The 216,000 doses, which are currently stored in Norwegian fridges, have to be used before their expiry dates in June and July.

Sweden will receive 200,000 shots and Iceland 16,000 under the expectation they will return the favour at some point. 

“If we do resume the use of the AstraZeneca vaccine, we will get the doses back as soon as we ask,” Høie said.

Like neighbouring Denmark, Norway suspended the use of the AstraZeneca jab on March 11 in order to examine rare but potentially severe side effects, including blood clots.

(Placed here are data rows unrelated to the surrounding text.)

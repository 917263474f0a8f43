use std::time::Instant;

use super::classify::{classify, ContentClass};
use super::types::{
    Document, OcrEngine, PdfExtractor, PipelineStage, ProgressObserver, VerificationResult,
};
use super::ExtractionError;

/// Fixed text returned in place of extracted content when the pipeline fails.
pub const ERROR_TEXT: &str = "Error processing file";

/// Pipeline entry point. Holds the two extraction backends as trait objects,
/// enabling dependency injection, plus an optional diagnostics observer.
///
/// Stateless across calls: concurrent callers may share one `Verifier` as
/// long as the injected backends are safe to invoke concurrently (both
/// bundled backends are; each call builds its own parser/recognizer state).
pub struct Verifier {
    ocr_engine: Box<dyn OcrEngine + Send + Sync>,
    pdf_extractor: Box<dyn PdfExtractor + Send + Sync>,
    observer: Option<Box<dyn ProgressObserver>>,
}

impl Verifier {
    pub fn new(
        ocr_engine: Box<dyn OcrEngine + Send + Sync>,
        pdf_extractor: Box<dyn PdfExtractor + Send + Sync>,
    ) -> Self {
        Self {
            ocr_engine,
            pdf_extractor,
            observer: None,
        }
    }

    /// Attach an advisory progress observer. Diagnostics only; the observer
    /// cannot influence the returned result.
    pub fn with_observer(mut self, observer: Box<dyn ProgressObserver>) -> Self {
        self.observer = Some(observer);
        self
    }

    /// Extract the document's text and check whether `target` occurs in it
    /// verbatim (case-sensitive, no normalization).
    ///
    /// Every call path terminates in a well-formed result: extraction
    /// failures are logged and folded into `success: false` with the
    /// [`ERROR_TEXT`] sentinel instead of surfacing as an `Err`.
    pub fn verify(&self, document: &Document<'_>, target: &str) -> VerificationResult {
        let start = Instant::now();

        self.notify(PipelineStage::Classifying);

        // pdf-extract is known to panic on some malformed inputs; fold any
        // backend panic into the normal failure path so no call ever unwinds
        // past this boundary.
        let extracted =
            std::panic::catch_unwind(std::panic::AssertUnwindSafe(|| self.extract(document)))
                .unwrap_or_else(|panic| {
                    Err(ExtractionError::Unexpected(panic_message(panic.as_ref())))
                });

        match extracted {
            Ok(text) => {
                let success = text.contains(target);
                self.notify(PipelineStage::Matched);
                VerificationResult {
                    success,
                    text,
                    processing_time_seconds: start.elapsed().as_secs_f64(),
                    error: None,
                }
            }
            Err(err) => {
                tracing::warn!(
                    media_type = document.media_type,
                    error = %err,
                    "Verification failed"
                );
                self.notify(PipelineStage::Failed);
                VerificationResult {
                    success: false,
                    text: ERROR_TEXT.to_string(),
                    processing_time_seconds: start.elapsed().as_secs_f64(),
                    error: Some(err.kind()),
                }
            }
        }
    }

    fn extract(&self, document: &Document<'_>) -> Result<String, ExtractionError> {
        match classify(document.media_type) {
            ContentClass::Pdf => {
                tracing::info!(
                    media_type = document.media_type,
                    size_bytes = document.bytes.len(),
                    "Extracting PDF text"
                );
                self.notify(PipelineStage::Extracting);
                self.pdf_extractor.extract_text(document.bytes)
            }
            ContentClass::Image => {
                tracing::info!(
                    media_type = document.media_type,
                    size_bytes = document.bytes.len(),
                    "Recognizing image text"
                );
                self.notify(PipelineStage::Extracting);
                self.ocr_engine.recognize(document.bytes)
            }
            // Neither extractor is invoked for unknown types.
            ContentClass::Unsupported => Err(ExtractionError::UnsupportedMediaType(
                document.media_type.to_string(),
            )),
        }
    }

    fn notify(&self, stage: PipelineStage) {
        if let Some(observer) = &self.observer {
            observer.on_stage(stage);
        }
    }
}

fn panic_message(panic: &(dyn std::any::Any + Send)) -> String {
    if let Some(s) = panic.downcast_ref::<&str>() {
        (*s).to_string()
    } else if let Some(s) = panic.downcast_ref::<String>() {
        s.clone()
    } else {
        "backend panicked".to_string()
    }
}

Among the 134,000 AstraZeneca shots administered in Norway before the suspension, five cases of severe thrombosis, including three fatal ones, had been registered among relatively young people in otherwise good health. One other person died of a brain haemorrhage.

On April 15, Norway’s government ignored a recommendation from the Institute of Public Health to drop the AstraZeneca jab for good, saying it wanted more time to decide.

READ MORE: Norway delays final decision on withdrawal of AstraZeneca vaccine 

The government has therefore set up a committee of Norwegian and international experts tasked with studying all of the risks linked to the AstraZeneca and Johnson & Johnson vaccines, which is also suspected of causing blood clots.

Both are both based on adenovirus vector technology. Denmark is the only European country to have dropped the AstraZeneca
vaccine from its vaccination campaign, and said on Tuesday it would “lend” 55,000 doses to the neighbouring German state of Schleswig-Holstein.